SOURCE DATA –
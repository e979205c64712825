//! Sampler types and descriptors.

/// Texture addressing outside the `[0, 1]` range.
#[derive(Debug, Clone, Copy, PartialEq, Eq, Hash, Default)]
pub enum AddressMode {
    /// Clamp to the edge texel.
    #[default]
    ClampToEdge,
    /// Repeat the texture.
    Repeat,
}

/// Texel filtering mode.
#[derive(Debug, Clone, Copy, PartialEq, Eq, Hash, Default)]
pub enum FilterMode {
    /// Nearest texel.
    #[default]
    Nearest,
    /// Linear interpolation.
    Linear,
}

/// Descriptor for creating a sampler.
#[derive(Debug, Clone, PartialEq, Eq, Hash, Default)]
pub struct SamplerDescriptor {
    /// Debug label for the sampler.
    pub label: Option<String>,
    /// Address mode for both axes.
    pub address_mode: AddressMode,
    /// Magnification and minification filter.
    pub filter: FilterMode,
}

impl SamplerDescriptor {
    /// Create a linear filtering sampler.
    pub fn linear() -> Self {
        Self {
            filter: FilterMode::Linear,
            ..Default::default()
        }
    }

    /// Create a nearest neighbor filtering sampler.
    pub fn nearest() -> Self {
        Self {
            filter: FilterMode::Nearest,
            ..Default::default()
        }
    }

    /// Set the debug label.
    pub fn with_label(mut self, label: impl Into<String>) -> Self {
        self.label = Some(label.into());
        self
    }

    /// Set address mode for both axes.
    pub fn with_address_mode(mut self, mode: AddressMode) -> Self {
        self.address_mode = mode;
        self
    }
}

ASSIGNMENT –
Report back every line of the entries in which "both" occurs.

ANSWER TO THIS TASK –
    /// Address mode for both axes.
    /// Set address mode for both axes.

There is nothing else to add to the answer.